* ACTIVITY:
Write out the records once more, exactly as given.

━━━ MATERIAL TO PROCESS ━━━

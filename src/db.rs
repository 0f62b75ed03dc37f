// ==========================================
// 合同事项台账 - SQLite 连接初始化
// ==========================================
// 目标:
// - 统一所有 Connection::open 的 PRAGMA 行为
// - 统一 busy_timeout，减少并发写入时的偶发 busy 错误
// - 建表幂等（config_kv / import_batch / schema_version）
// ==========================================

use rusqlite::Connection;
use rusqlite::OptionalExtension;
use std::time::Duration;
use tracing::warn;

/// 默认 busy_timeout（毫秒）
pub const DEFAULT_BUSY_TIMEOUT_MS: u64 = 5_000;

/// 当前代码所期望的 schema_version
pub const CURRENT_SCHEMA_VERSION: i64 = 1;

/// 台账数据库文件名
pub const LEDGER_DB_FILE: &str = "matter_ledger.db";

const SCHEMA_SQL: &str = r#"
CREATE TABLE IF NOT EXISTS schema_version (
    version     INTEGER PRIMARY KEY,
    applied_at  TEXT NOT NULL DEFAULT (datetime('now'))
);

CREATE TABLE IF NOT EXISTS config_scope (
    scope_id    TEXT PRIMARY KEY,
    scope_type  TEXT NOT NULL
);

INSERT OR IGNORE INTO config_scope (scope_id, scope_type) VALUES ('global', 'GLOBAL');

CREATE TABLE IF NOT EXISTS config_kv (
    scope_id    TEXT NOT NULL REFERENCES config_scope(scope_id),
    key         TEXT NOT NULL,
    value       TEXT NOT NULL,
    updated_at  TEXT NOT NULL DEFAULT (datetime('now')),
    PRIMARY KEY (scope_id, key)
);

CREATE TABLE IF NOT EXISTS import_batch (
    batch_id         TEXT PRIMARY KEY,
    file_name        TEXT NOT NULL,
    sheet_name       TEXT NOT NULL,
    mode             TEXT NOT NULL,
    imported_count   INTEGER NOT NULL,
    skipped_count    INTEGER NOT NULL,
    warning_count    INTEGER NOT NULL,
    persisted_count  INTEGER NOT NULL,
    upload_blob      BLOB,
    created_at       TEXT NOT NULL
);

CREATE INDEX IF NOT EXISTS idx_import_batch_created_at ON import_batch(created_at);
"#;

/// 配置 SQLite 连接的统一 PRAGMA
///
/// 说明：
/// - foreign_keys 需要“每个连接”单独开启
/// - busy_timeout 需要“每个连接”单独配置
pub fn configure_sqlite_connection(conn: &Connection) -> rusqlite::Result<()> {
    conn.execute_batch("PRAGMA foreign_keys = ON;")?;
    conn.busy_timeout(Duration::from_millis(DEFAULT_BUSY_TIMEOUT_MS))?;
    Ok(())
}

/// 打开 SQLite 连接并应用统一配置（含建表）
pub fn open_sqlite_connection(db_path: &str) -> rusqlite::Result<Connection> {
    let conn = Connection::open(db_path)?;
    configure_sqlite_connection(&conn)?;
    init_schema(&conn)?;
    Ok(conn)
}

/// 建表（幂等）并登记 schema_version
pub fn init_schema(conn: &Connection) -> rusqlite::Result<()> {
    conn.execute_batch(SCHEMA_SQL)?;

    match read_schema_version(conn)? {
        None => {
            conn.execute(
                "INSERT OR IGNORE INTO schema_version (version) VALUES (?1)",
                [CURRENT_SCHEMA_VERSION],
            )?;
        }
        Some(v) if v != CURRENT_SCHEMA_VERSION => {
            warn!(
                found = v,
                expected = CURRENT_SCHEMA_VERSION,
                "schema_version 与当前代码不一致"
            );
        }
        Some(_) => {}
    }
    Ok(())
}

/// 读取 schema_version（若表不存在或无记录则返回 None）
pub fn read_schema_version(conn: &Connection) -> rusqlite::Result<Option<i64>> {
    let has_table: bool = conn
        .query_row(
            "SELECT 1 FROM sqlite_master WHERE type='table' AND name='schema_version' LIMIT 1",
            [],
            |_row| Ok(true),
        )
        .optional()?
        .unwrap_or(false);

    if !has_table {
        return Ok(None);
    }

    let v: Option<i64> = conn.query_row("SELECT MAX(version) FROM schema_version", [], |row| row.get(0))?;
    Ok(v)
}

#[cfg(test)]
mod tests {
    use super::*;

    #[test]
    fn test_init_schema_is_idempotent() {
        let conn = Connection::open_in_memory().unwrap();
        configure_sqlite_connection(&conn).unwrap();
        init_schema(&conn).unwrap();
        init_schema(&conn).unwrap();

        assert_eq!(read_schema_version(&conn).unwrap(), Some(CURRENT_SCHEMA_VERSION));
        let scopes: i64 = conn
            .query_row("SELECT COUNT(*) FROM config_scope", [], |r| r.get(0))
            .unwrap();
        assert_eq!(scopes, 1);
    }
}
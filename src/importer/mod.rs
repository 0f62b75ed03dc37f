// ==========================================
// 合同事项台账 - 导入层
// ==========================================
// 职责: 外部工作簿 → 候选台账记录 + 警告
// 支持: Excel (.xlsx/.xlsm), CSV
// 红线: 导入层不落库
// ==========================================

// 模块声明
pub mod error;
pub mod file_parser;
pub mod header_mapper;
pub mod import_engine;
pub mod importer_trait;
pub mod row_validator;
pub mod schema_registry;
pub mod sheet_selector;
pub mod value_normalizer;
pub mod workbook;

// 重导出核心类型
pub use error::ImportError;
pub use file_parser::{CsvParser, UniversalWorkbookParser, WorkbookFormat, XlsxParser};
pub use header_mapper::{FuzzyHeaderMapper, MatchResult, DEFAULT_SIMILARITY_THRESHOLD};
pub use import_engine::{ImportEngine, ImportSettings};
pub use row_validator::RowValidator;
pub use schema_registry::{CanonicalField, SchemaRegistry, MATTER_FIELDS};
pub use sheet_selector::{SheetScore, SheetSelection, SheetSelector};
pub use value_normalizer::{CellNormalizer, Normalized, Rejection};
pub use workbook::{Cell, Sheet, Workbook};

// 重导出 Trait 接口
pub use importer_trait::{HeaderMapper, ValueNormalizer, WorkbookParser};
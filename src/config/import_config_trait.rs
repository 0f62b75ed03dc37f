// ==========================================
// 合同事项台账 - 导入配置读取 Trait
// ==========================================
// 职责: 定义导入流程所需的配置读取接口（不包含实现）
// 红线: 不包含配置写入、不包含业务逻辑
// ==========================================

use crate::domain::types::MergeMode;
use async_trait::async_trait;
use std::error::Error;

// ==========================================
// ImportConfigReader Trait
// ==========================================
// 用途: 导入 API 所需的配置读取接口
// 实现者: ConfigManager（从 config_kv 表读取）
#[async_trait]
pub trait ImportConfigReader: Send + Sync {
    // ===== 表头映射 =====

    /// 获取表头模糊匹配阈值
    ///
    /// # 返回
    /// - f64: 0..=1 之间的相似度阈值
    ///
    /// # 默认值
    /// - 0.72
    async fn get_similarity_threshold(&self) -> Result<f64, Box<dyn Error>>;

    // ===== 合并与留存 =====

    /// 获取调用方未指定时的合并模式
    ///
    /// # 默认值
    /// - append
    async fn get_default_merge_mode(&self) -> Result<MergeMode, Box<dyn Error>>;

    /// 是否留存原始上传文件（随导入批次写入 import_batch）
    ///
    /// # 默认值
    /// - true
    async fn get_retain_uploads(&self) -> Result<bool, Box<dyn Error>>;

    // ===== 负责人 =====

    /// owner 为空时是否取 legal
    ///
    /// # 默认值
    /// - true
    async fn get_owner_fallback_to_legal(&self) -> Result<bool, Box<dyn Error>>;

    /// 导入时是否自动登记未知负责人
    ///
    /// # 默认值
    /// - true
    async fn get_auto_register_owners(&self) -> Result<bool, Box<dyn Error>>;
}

━━━

* RESPONSE TO THIS TASK:
filename src/db.rs
repository 0f62b75ed03dc37f
// ==========================================
// 合同事项台账 - SQLite 连接初始化
// ==========================================
// 目标:
// - 统一所有 Connection::open 的 PRAGMA 行为
// - 统一 busy_timeout，减少并发写入时的偶发 busy 错误
// - 建表幂等（config_kv / import_batch / schema_version）
// ==========================================

use rusqlite::Connection;
use rusqlite::OptionalExtension;
use std::time::Duration;
use tracing::warn;

/// 默认 busy_timeout（毫秒）
pub const DEFAULT_BUSY_TIMEOUT_MS: u64 = 5_000;

/// 当前代码所期望的 schema_version
pub const CURRENT_SCHEMA_VERSION: i64 = 1;

/// 台账数据库文件名
pub const LEDGER_DB_FILE: &str = "matter_ledger.db";

const SCHEMA_SQL: &str = r#"
CREATE TABLE IF NOT EXISTS schema_version (
    version     INTEGER PRIMARY KEY,
    applied_at  TEXT NOT NULL DEFAULT (datetime('now'))
);

CREATE TABLE IF NOT EXISTS config_scope (
    scope_id    TEXT PRIMARY KEY,
    scope_type  TEXT NOT NULL
);

INSERT OR IGNORE INTO config_scope (scope_id, scope_type) VALUES ('global', 'GLOBAL');

CREATE TABLE IF NOT EXISTS config_kv (
    scope_id    TEXT NOT NULL REFERENCES config_scope(scope_id),
    key         TEXT NOT NULL,
    value       TEXT NOT NULL,
    updated_at  TEXT NOT NULL DEFAULT (datetime('now')),
    PRIMARY KEY (scope_id, key)
);

CREATE TABLE IF NOT EXISTS import_batch (
    batch_id         TEXT PRIMARY KEY,
    file_name        TEXT NOT NULL,
    sheet_name       TEXT NOT NULL,
    mode             TEXT NOT NULL,
    imported_count   INTEGER NOT NULL,
    skipped_count    INTEGER NOT NULL,
    warning_count    INTEGER NOT NULL,
    persisted_count  INTEGER NOT NULL,
    upload_blob      BLOB,
    created_at       TEXT NOT NULL
);

CREATE INDEX IF NOT EXISTS idx_import_batch_created_at ON import_batch(created_at);
"#;

/// 配置 SQLite 连接的统一 PRAGMA
///
/// 说明：
/// - foreign_keys 需要“每个连接”单独开启
/// - busy_timeout 需要“每个连接”单独配置
pub fn configure_sqlite_connection(conn: &Connection) -> rusqlite::Result<()> {
    conn.execute_batch("PRAGMA foreign_keys = ON;")?;
    conn.busy_timeout(Duration::from_millis(DEFAULT_BUSY_TIMEOUT_MS))?;
    Ok(())
}

/// 打开 SQLite 连接并应用统一配置（含建表）
pub fn open_sqlite_connection(db_path: &str) -> rusqlite::Result<Connection> {
    let conn = Connection::open(db_path)?;
    configure_sqlite_connection(&conn)?;
    init_schema(&conn)?;
    Ok(conn)
}

/// 建表（幂等）并登记 schema_version
pub fn init_schema(conn: &Connection) -> rusqlite::Result<()> {
    conn.execute_batch(SCHEMA_SQL)?;

    match read_schema_version(conn)? {
        None => {
            conn.execute(
                "INSERT OR IGNORE INTO schema_version (version) VALUES (?1)",
                [CURRENT_SCHEMA_VERSION],
            )?;
        }
        Some(v) if v != CURRENT_SCHEMA_VERSION => {
            warn!(
                found = v,
                expected = CURRENT_SCHEMA_VERSION,
                "schema_version 与当前代码不一致"
            );
        }
        Some(_) => {}
    }
    Ok(())
}

/// 读取 schema_version（若表不存在或无记录则返回 None）
pub fn read_schema_version(conn: &Connection) -> rusqlite::Result<Option<i64>> {
    let has_table: bool = conn
        .query_row(
            "SELECT 1 FROM sqlite_master WHERE type='table' AND name='schema_version' LIMIT 1",
            [],
            |_row| Ok(true),
        )
        .optional()?
        .unwrap_or(false);

    if !has_table {
        return Ok(None);
    }

    let v: Option<i64> = conn.query_row("SELECT MAX(version) FROM schema_version", [], |row| row.get(0))?;
    Ok(v)
}

#[cfg(test)]
mod tests {
    use super::*;

    #[test]
    fn test_init_schema_is_idempotent() {
        let conn = Connection::open_in_memory().unwrap();
        configure_sqlite_connection(&conn).unwrap();
        init_schema(&conn).unwrap();
        init_schema(&conn).unwrap();

        assert_eq!(read_schema_version(&conn).unwrap(), Some(CURRENT_SCHEMA_VERSION));
        let scopes: i64 = conn
            .query_row("SELECT COUNT(*) FROM config_scope", [], |r| r.get(0))
            .unwrap();
        assert_eq!(scopes, 1);
    }
}
filename src/importer/mod.rs
repository 0f62b75ed03dc37f
// ==========================================
// 合同事项台账 - 导入层
// ==========================================
// 职责: 外部工作簿 → 候选台账记录 + 警告
// 支持: Excel (.xlsx/.xlsm), CSV
// 红线: 导入层不落库
// ==========================================

// 模块声明
pub mod error;
pub mod file_parser;
pub mod header_mapper;
pub mod import_engine;
pub mod importer_trait;
pub mod row_validator;
pub mod schema_registry;
pub mod sheet_selector;
pub mod value_normalizer;
pub mod workbook;

// 重导出核心类型
pub use error::ImportError;
pub use file_parser::{CsvParser, UniversalWorkbookParser, WorkbookFormat, XlsxParser};
pub use header_mapper::{FuzzyHeaderMapper, MatchResult, DEFAULT_SIMILARITY_THRESHOLD};
pub use import_engine::{ImportEngine, ImportSettings};
pub use row_validator::RowValidator;
pub use schema_registry::{CanonicalField, SchemaRegistry, MATTER_FIELDS};
pub use sheet_selector::{SheetScore, SheetSelection, SheetSelector};
pub use value_normalizer::{CellNormalizer, Normalized, Rejection};
pub use workbook::{Cell, Sheet, Workbook};

// 重导出 Trait 接口
pub use importer_trait::{HeaderMapper, ValueNormalizer, WorkbookParser};
filename src/config/import_config_trait.rs
repository 0f62b75ed03dc37f
// ==========================================
// 合同事项台账 - 导入配置读取 Trait
// ==========================================
// 职责: 定义导入流程所需的配置读取接口（不包含实现）
// 红线: 不包含配置写入、不包含业务逻辑
// ==========================================

use crate::domain::types::MergeMode;
use async_trait::async_trait;
use std::error::Error;

// ==========================================
// ImportConfigReader Trait
// ==========================================
// 用途: 导入 API 所需的配置读取接口
// 实现者: ConfigManager（从 config_kv 表读取）
#[async_trait]
pub trait ImportConfigReader: Send + Sync {
    // ===== 表头映射 =====

    /// 获取表头模糊匹配阈值
    ///
    /// # 返回
    /// - f64: 0..=1 之间的相似度阈值
    ///
    /// # 默认值
    /// - 0.72
    async fn get_similarity_threshold(&self) -> Result<f64, Box<dyn Error>>;

    // ===== 合并与留存 =====

    /// 获取调用方未指定时的合并模式
    ///
    /// # 默认值
    /// - append
    async fn get_default_merge_mode(&self) -> Result<MergeMode, Box<dyn Error>>;

    /// 是否留存原始上传文件（随导入批次写入 import_batch）
    ///
    /// # 默认值
    /// - true
    async fn get_retain_uploads(&self) -> Result<bool, Box<dyn Error>>;

    // ===== 负责人 =====

    /// owner 为空时是否取 legal
    ///
    /// # 默认值
    /// - true
    async fn get_owner_fallback_to_legal(&self) -> Result<bool, Box<dyn Error>>;

    /// 导入时是否自动登记未知负责人
    ///
    /// # 默认值
    /// - true
    async fn get_auto_register_owners(&self) -> Result<bool, Box<dyn Error>>;
}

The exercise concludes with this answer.